[ Ipiales, Colombia ]
Thanks to various immigration challenges and a dying smartphone, I didn’t reach the Ecuador-Colombia border until mid-afternoon last Wednesday (Aug 9th). I tried, unsuccessfully, to get my phone repaired before crossing into Colombia, but no-one had the part required. They assured me I’d have better luck on the other side. (“Ipiales is much bigger; you’ll be able to get whatever you want tomorrow!”)
Thursday morning’s international bike tour, on the other hand, went more smoothly (and cheaply) than anticipated. My immigration fine doesn’t have to be paid until I reenter the country–which I can’t do until next Feb 14th at the earliest.
A moderately long, slow line notwithstanding, the Colombian entry was a breeze, and I rode up the hill into Ipiales on a bright, peaceful mid-morning. To facilitate the border crossing, I had reserved a room on Booking.com for $7.50/night–a tiny private room and a shared bath. It was all as-advertised, but I had a good laugh when I rolled up and saw that I shared an entrance with the city’s obligatory sex shop.
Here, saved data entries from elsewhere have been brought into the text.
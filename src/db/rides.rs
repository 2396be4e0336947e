use tracing::{debug, info};

use crate::db::{queries, DbPool};
use crate::error::RideError;
use crate::models::{NewRide, Ride};
use crate::validation::Pagination;

/// Maps rides to and from the `Rides` table. Every value reaches the
/// database through parameter binding.
#[derive(Debug, Clone)]
pub struct RideRepository {
    pool: DbPool,
}

impl RideRepository {
    pub fn new(pool: DbPool) -> Self {
        Self { pool }
    }

    /// Inserts `ride` and reads the stored row back by its assigned id.
    pub async fn create(&self, ride: &NewRide) -> Result<Ride, RideError> {
        let result = sqlx::query(queries::INSERT_RIDE)
            .bind(ride.start_lat)
            .bind(ride.start_long)
            .bind(ride.end_lat)
            .bind(ride.end_long)
            .bind(&ride.rider_name)
            .bind(&ride.driver_name)
            .bind(&ride.driver_vehicle)
            .execute(&self.pool)
            .await
            .map_err(RideError::storage("insert ride"))?;

        let ride_id = result.last_insert_rowid();
        info!(ride_id, "Inserted ride");

        sqlx::query_as::<_, Ride>(queries::SELECT_RIDE_BY_ID)
            .bind(ride_id)
            .fetch_one(&self.pool)
            .await
            .map_err(RideError::storage("read back inserted ride"))
    }

    /// All rides, or the window described by `pagination`.
    pub async fn list(&self, pagination: Option<Pagination>) -> Result<Vec<Ride>, RideError> {
        let rides = match pagination {
            None => {
                sqlx::query_as::<_, Ride>(queries::SELECT_ALL_RIDES)
                    .fetch_all(&self.pool)
                    .await
            }
            Some(p) => {
                sqlx::query_as::<_, Ride>(queries::SELECT_RIDES_PAGE)
                    .bind(p.limit)
                    .bind(p.offset)
                    .fetch_all(&self.pool)
                    .await
            }
        }
        .map_err(RideError::storage("list rides"))?;

        debug!(count = rides.len(), ?pagination, "Listed rides");
        Ok(rides)
    }

    /// Rows matching `ride_id`; empty when there is no such ride.
    pub async fn get_by_id(&self, ride_id: i64) -> Result<Vec<Ride>, RideError> {
        sqlx::query_as::<_, Ride>(queries::SELECT_RIDE_BY_ID)
            .bind(ride_id)
            .fetch_all(&self.pool)
            .await
            .map_err(RideError::storage("get ride by id"))
    }

    pub async fn count(&self) -> Result<i64, RideError> {
        sqlx::query_scalar::<_, i64>(queries::COUNT_RIDES)
            .fetch_one(&self.pool)
            .await
            .map_err(RideError::storage("count rides"))
    }
}
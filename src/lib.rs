pub mod config;
pub mod db;
pub mod error;
pub mod handlers;
pub mod models;
pub mod state;
pub mod telemetry;
pub mod validation;

use anyhow::Result;

use crate::db::{DbPool, RideRepository};
use crate::error::StatusMode;
use crate::state::AppState;

/// Builds the rides router over `pool`, creating the schema if needed.
pub async fn build_app(pool: DbPool, status_mode: StatusMode) -> Result<axum::Router> {
    db::init_schema(&pool).await?;
    let state = AppState::new(RideRepository::new(pool), status_mode);
    Ok(handlers::router(state))
}
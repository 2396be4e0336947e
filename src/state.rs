use crate::db::RideRepository;
use crate::error::{ApiError, RideError, StatusMode};

/// Application state shared across handlers
#[derive(Clone)]
pub struct AppState {
    pub rides: RideRepository,
    pub status_mode: StatusMode,
}

impl AppState {
    pub fn new(rides: RideRepository, status_mode: StatusMode) -> Self {
        Self { rides, status_mode }
    }

    pub fn reject(&self, err: RideError) -> ApiError {
        ApiError::from_ride_error(err, self.status_mode)
    }
}
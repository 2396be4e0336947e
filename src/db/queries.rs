pub const CREATE_RIDES_TABLE: &str = r#"
CREATE TABLE IF NOT EXISTS Rides (
    rideID INTEGER PRIMARY KEY AUTOINCREMENT,
    startLat REAL NOT NULL,
    startLong REAL NOT NULL,
    endLat REAL NOT NULL,
    endLong REAL NOT NULL,
    riderName TEXT NOT NULL,
    driverName TEXT NOT NULL,
    driverVehicle TEXT NOT NULL,
    created DATETIME DEFAULT CURRENT_TIMESTAMP
);
"#;

pub const INSERT_RIDE: &str = r#"
INSERT INTO Rides (startLat, startLong, endLat, endLong, riderName, driverName, driverVehicle)
VALUES (?, ?, ?, ?, ?, ?, ?);
"#;

pub const SELECT_RIDE_BY_ID: &str = r#"
SELECT * FROM Rides WHERE rideID = ?;
"#;

pub const SELECT_ALL_RIDES: &str = r#"
SELECT * FROM Rides ORDER BY rideID;
"#;

pub const SELECT_RIDES_PAGE: &str = r#"
SELECT * FROM Rides ORDER BY rideID LIMIT ? OFFSET ?;
"#;

pub const COUNT_RIDES: &str = r#"
SELECT COUNT(*) FROM Rides;
"#;
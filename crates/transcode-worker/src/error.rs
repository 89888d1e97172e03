//! Worker error types.

use thiserror::Error;
use transcode_models::JobId;

pub type WorkerResult<T> = Result<T, WorkerError>;

#[derive(Debug, Error)]
pub enum WorkerError {
    #[error("Artifact unavailable for job {job_id} resolution {resolution}: {reason}")]
    ArtifactUnavailable {
        job_id: JobId,
        resolution: String,
        reason: String,
    },

    #[error("Queue error: {0}")]
    Queue(#[from] transcode_queue::QueueError),
}

impl WorkerError {
    pub fn artifact_unavailable(
        job_id: &JobId,
        resolution: impl Into<String>,
        reason: impl Into<String>,
    ) -> Self {
        Self::ArtifactUnavailable {
            job_id: job_id.clone(),
            resolution: resolution.into(),
            reason: reason.into(),
        }
    }

    /// Check if the store could not be reached.
    pub fn is_store_unavailable(&self) -> bool {
        matches!(self, WorkerError::Queue(e) if e.is_store_unavailable())
    }
}

#[cfg(test)]
mod tests {
    use super::*;
    use transcode_queue::QueueError;

    #[test]
    fn test_store_outage_classification() {
        let err = WorkerError::from(QueueError::store_unavailable("connection refused"));
        assert!(err.is_store_unavailable());

        let err = WorkerError::artifact_unavailable(&JobId::from("j1"), "720p", "conversion is failed");
        assert!(!err.is_store_unavailable());
        assert_eq!(
            err.to_string(),
            "Artifact unavailable for job j1 resolution 720p: conversion is failed"
        );
    }
}
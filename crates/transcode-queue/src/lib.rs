//! Durable FIFO job queue with an atomic concurrency gate.
//!
//! This crate provides:
//! - The `JobStore` contract: queue, active set and per-job documents
//! - A Redis store using Lua scripts for claims and document updates
//! - An in-memory store for tests and single-process deployments
//! - `JobQueue`: enqueue, admission under a cap, listing and reset

pub mod error;
pub mod memory;
pub mod queue;
pub mod redis_store;
pub mod store;

pub use error::{QueueError, QueueResult};
pub use memory::MemoryStore;
pub use queue::{EnqueueReceipt, JobPage, JobQueue, QueueConfig, QueueStatus, StoreBackend};
pub use redis_store::{RedisStore, MAX_UPDATE_ATTEMPTS};
pub use store::{JobMutation, JobStore};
The shop was a bit of head feint, though: in reality the hotel was quiet and clean, with a large, sunny interior courtyard completely invisible from the street. It’s an 85-year old building with an ultra-friendly resident cat.
I spent my first couple of days getting my phone repaired, finding the best coffeeshop options (half the price of Ecuador, btw), wandering the lively streets, laundry, a long-overdue shave and haircut, and boxing up ~10 kilos of unnecessary-for-cycling gear. The latter is a huge relief: significant weight I don’t have to carry on the bicycle, shipped ahead to Cali by bus for about $8US. I now 30 days to pick it up from the main bus terminal.
All good, but enough is enough; tomorrow morning I’ll set out for towards Pasto, a largish city I should reach in two-three days, depending on the route I take. My plan is spoil myself with a bit of pavement for a while, but we’ll see how that pans out.
As always, I’ll keep you posted.
Until then, take care of yourself, and each other.